Sanitize JSON - Githubissues

nsilva-ta commented 2 years ago

Brief Description

Plugin remove_invalid can be used to delete server files when a JSON representation is upload with a malicious id

Expected behavior

Exploration of file storage should not get out of file storage folder root

Actual behavior

Using '../../../../../file' in id will point to other files in the server

Simplest self-contained example code to demonstrate issue

# config/initializers/shrine.rb
require 'shrine'
require 'shrine/storage/file_system'

# Storage
Shrine.storages = {
  cache: Shrine::Storage::FileSystem.new(Rails.application.credentials.storage.presence, prefix: 'cache'),
  store: Shrine::Storage::FileSystem.new(Rails.application.credentials.storage.presence)
}

# Active Record integration to the attachment interface
Shrine.plugin :activerecord

# File validation
Shrine.plugin :determine_mime_type, log_subscriber: nil
Shrine.plugin :restore_cached_data
Shrine.plugin :remove_invalid

# Retain the cached file across form redisplays
Shrine.plugin :cached_attachment_data

# app/uploaders/photo_uploader

require 'image_processing/mini_magick'

class PhotoUploader < ApplicationUploader
  MAX_SIZE = 2.megabytes
  VALID_EXTENSIONS = %w[jpg jpeg png webp].freeze
  VALID_MIME_TYPES = %w[image/jpeg image/png image/webp].freeze

  plugin :store_dimensions, log_subscriber: nil

  Attacher.validate do
    validate_min_size 10.kilobytes
    validate_max_size MAX_SIZE
    validate_extension VALID_EXTENSIONS
    validate_max_dimensions [1500, 1500] if validate_mime_type VALID_MIME_TYPES
  end
end

Having in your rails server a file named /tmp/test.txt, If a user replaces the input file field by a text file field or uses the file input hidden field reserved for cached data, used for a PhotoUploader field, and change its value to the following malicious string '{"id":"../../../../../../tmp/test.txt", "storage": "cache"}', the file is deleted.

System configuration

Ruby version: 2.6.7

Shrine version: 3.4.0

janko commented 2 years ago

Thanks for reporting, I agree this is a security issue.
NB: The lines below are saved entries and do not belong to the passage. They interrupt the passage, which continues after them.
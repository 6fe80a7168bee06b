mod accelerator;
mod host;
mod sim;

pub use accelerator::{Accelerator, DeviceId, Locality, TransferDirection};
pub use host::HostAccelerator;
pub use sim::{SimAccelerator, TransferCounts};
My first thought is that we should disable IDs for filesystem storage from referencing files outside of the storage directory.
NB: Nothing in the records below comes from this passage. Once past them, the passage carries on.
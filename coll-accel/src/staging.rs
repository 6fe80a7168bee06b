//! Host staging of accelerator-resident buffers around a delegated reduction.
//!
//! A call goes through three steps:
//!
//! 1. **Locate**: classify the send and receive buffers.
//! 2. **Stage**: copy each device-resident buffer into a fresh host
//!    allocation covering the datatype span, and substitute the host
//!    image's logical base (`allocation - gap`) for the caller's pointer.
//! 3. **Unstage**: after the delegated reduction, release the send image
//!    and copy the receive image back to its device origin before
//!    releasing it.
//!
//! Host images are [`HostBuf`]s, so an early return at any point (failed
//! classification, failed allocation, failed transfer) releases whatever
//! was already allocated.

use crate::datatype::Span;
use crate::device::{Accelerator, DeviceId, Locality};
use crate::error::Result;
use crate::memory::{BufferPtr, Device, HostAllocator, HostBuf};
use crate::types::SendBuf;

/// A caller buffer and where it lives.
#[derive(Debug, Clone, Copy, PartialEq, Eq)]
pub struct BufferDescriptor {
    /// Logical base as the caller passed it.
    pub addr: u64,
    pub locality: Locality,
    pub span: Span,
}

impl BufferDescriptor {
    /// Whether the buffer has to be copied to host memory before a
    /// locality-unaware reduction can touch it.
    pub fn needs_staging(&self) -> bool {
        !self.locality.is_host() && !self.span.is_empty()
    }
}

/// Host image of a device buffer's span.
#[derive(Debug)]
pub(crate) struct Staged<'a> {
    host: HostBuf<'a>,
    gap: isize,
}

impl Staged<'_> {
    /// Logical base of the image: the address whose span starts at the
    /// first byte of the allocation.
    pub(crate) fn base(&self) -> u64 {
        self.host.as_host_ptr().offset(-self.gap).as_u64()
    }
}

/// Host image of a receive buffer plus where its contents must go back to.
#[derive(Debug)]
pub(crate) struct StagedRecv<'a> {
    image: Staged<'a>,
    origin: BufferPtr<Device>,
    device: DeviceId,
}

/// Arguments for the delegated call, with the host images backing them.
#[derive(Debug)]
pub(crate) struct StagedArgs<'a> {
    pub(crate) send: SendBuf,
    pub(crate) recv: u64,
    send_image: Option<Staged<'a>>,
    recv_image: Option<StagedRecv<'a>>,
}

impl StagedArgs<'_> {
    pub(crate) fn staged_send(&self) -> bool {
        self.send_image.is_some()
    }

    pub(crate) fn staged_recv(&self) -> bool {
        self.recv_image.is_some()
    }
}

/// Stages buffers of one datatype span for a single call.
pub(crate) struct Stager<'a> {
    accel: &'a dyn Accelerator,
    alloc: &'a dyn HostAllocator,
    span: Span,
}

impl<'a> Stager<'a> {
    pub(crate) fn new(
        accel: &'a dyn Accelerator,
        alloc: &'a dyn HostAllocator,
        span: Span,
    ) -> Self {
        Self { accel, alloc, span }
    }

    pub(crate) fn describe(&self, addr: u64) -> Result<BufferDescriptor> {
        Ok(BufferDescriptor {
            addr,
            locality: self.accel.locate(addr)?,
            span: self.span,
        })
    }

    /// Classify and stage both buffers.
    ///
    /// The receive buffer is always classified but only staged when
    /// `stage_recv` is set, i.e. on processes that receive the result.
    ///
    /// # Safety
    /// `send` (unless in-place) and `recv` must be valid over the span in
    /// the memory space the accelerator reports for them.
    pub(crate) unsafe fn stage(
        &self,
        send: SendBuf,
        recv: u64,
        stage_recv: bool,
    ) -> Result<StagedArgs<'a>> {
        let (send, send_image) = match send {
            SendBuf::InPlace => (SendBuf::InPlace, None),
            SendBuf::Ptr(addr) => {
                let desc = self.describe(addr)?;
                match unsafe { self.stage_in(&desc, "send")? } {
                    Some(image) => (SendBuf::Ptr(image.base()), Some(image)),
                    None => (send, None),
                }
            }
        };

        let desc = self.describe(recv)?;
        let (recv, recv_image) = match (stage_recv, desc.locality) {
            (true, Locality::Device(device)) => match unsafe { self.stage_in(&desc, "recv")? } {
                Some(image) => {
                    let base = image.base();
                    let staged = StagedRecv {
                        image,
                        // SAFETY: the accelerator just classified it as device memory.
                        origin: unsafe { BufferPtr::new(recv) },
                        device,
                    };
                    (base, Some(staged))
                }
                None => (recv, None),
            },
            _ => (recv, None),
        };

        Ok(StagedArgs {
            send,
            recv,
            send_image,
            recv_image,
        })
    }

    /// Release the send image, then write the receive image back to the
    /// device and release it, whatever `result` the delegated call produced.
    ///
    /// Returns the delegated error if there was one; otherwise the
    /// write-back outcome.
    pub(crate) fn unstage(&self, args: StagedArgs<'a>, result: Result<()>) -> Result<()> {
        let StagedArgs {
            send_image,
            recv_image,
            ..
        } = args;
        drop(send_image);

        let Some(recv) = recv_image else {
            return result;
        };
        let written = self.write_back(recv);
        match (result, written) {
            (Ok(()), written) => written,
            (Err(e), Ok(())) => Err(e),
            (Err(e), Err(write_err)) => {
                tracing::warn!(
                    bytes = self.span.bytes,
                    "write-back after failed reduction also failed: {write_err}"
                );
                Err(e)
            }
        }
    }

    /// Copy a device buffer's span into a new host image.
    ///
    /// Host buffers and empty spans are passed through (`Ok(None)`).
    unsafe fn stage_in(
        &self,
        desc: &BufferDescriptor,
        side: &'static str,
    ) -> Result<Option<Staged<'a>>> {
        let Locality::Device(device) = desc.locality else {
            tracing::trace!(side, "buffer is host-resident, passing through");
            return Ok(None);
        };
        if !desc.needs_staging() {
            return Ok(None);
        }

        let mut host = HostBuf::allocate(self.alloc, self.span.bytes)?;
        let src = desc.addr.wrapping_add_signed(self.span.gap as i64);
        unsafe { self.accel.copy_to_host(&mut host, src, device)? };
        tracing::trace!(
            side,
            bytes = self.span.bytes,
            %device,
            gap = self.span.gap,
            "staged device buffer on host"
        );
        Ok(Some(Staged {
            host,
            gap: self.span.gap,
        }))
    }

    /// Copy a receive image back to its origin, then release it.
    fn write_back(&self, recv: StagedRecv<'a>) -> Result<()> {
        let dst = recv.origin.offset(recv.image.gap).as_u64();
        // SAFETY: `origin` was classified as device memory covering the span
        // when it was staged, and the caller keeps it alive for the call.
        let written = unsafe { self.accel.copy_to_device(dst, recv.device, &recv.image.host) };
        if written.is_ok() {
            tracing::debug!(
                bytes = self.span.bytes,
                device = %recv.device,
                "wrote reduction result back to device"
            );
        }
        drop(recv);
        written
    }
}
nsilva-ta commented 2 years ago

And the complete id should be filtered allowing only word characters and a few others. But I down know the real impact of that filtering in other kinds of file storage.

bb commented 7 months ago

It's a pity to see this security issue open and unhandled for so long. I want to suggest a different approach which I implemented but in a project but didn't extract to a plugin yet. It's working in my scenario, but I'm afraid there's lots of work needed to make it work as a generic Shrine plugin.

As an alternative to filtering, I'm signing my cached data and verify it on the server (but not on the client). This way, a client can no longer tamper with the data in the hidden fields nor can they access random files on the filesystem any more.

I'm using Rails MessageVerifier, so I don't know how this would work with Roda etc. and it needs message serializer :json or :json_allow_marshal to easily decode on the client.

These are my changes, it would be great if someone with better overview about shrine internals and plugins could transfer them to e.g. plugins like :signed_cached_attachment_data and :restore_signed_cached_data or similar.

routes.rb

Note that the url generation replaces the usual configuration via the upload endpoint

  # old: mount ImageUploader.upload_endpoint(:cache) => "/images/upload"
  mount ImageUploader.upload_endpoint(:cache, rack_response: ->(uploaded_file, request) { [200, { "Content-Type" => Shrine::UploadEndpoint::CONTENT_TYPE_JSON }, [{signed_data: Rails.application.message_verifier(:shrine).generate(uploaded_file), url: uploaded_file.derivation_url(:thumbnail, 224, 126)}.to_json]] }) => "/images/upload"

uppy.ts

Note that you can still use the response.uploadURL here if you want.

  uppy.on("upload-success", (_file, response) => {
    const hiddenField = document.createElement("input");
    const data = response.body.signed_data
      ? JSON.parse(atob(response.body.signed_data.split("--")[0]))
      : response.body.data;
    hiddenField.type = "hidden";
    hiddenField.name = `post[images_attributes][${data.id.replace(/\D/g, "")}][image]`;
    hiddenField.value = response.body.signed_data;
...

controller

    images_attributes = post_params[:images_attributes].to_h
    images_attributes.each do |k,v|
      if v[:image].present?
        v[:image] = Rails.application.message_verifier(:shrine).verified(v[:image])
      end
    end

form.html.haml

       -# old: = p.hidden_field :image, value: p.object.cached_image_data
       = p.hidden_field :image, value: Rails.application.message_verifier(:shrine).generate(p.object.cached_image_data)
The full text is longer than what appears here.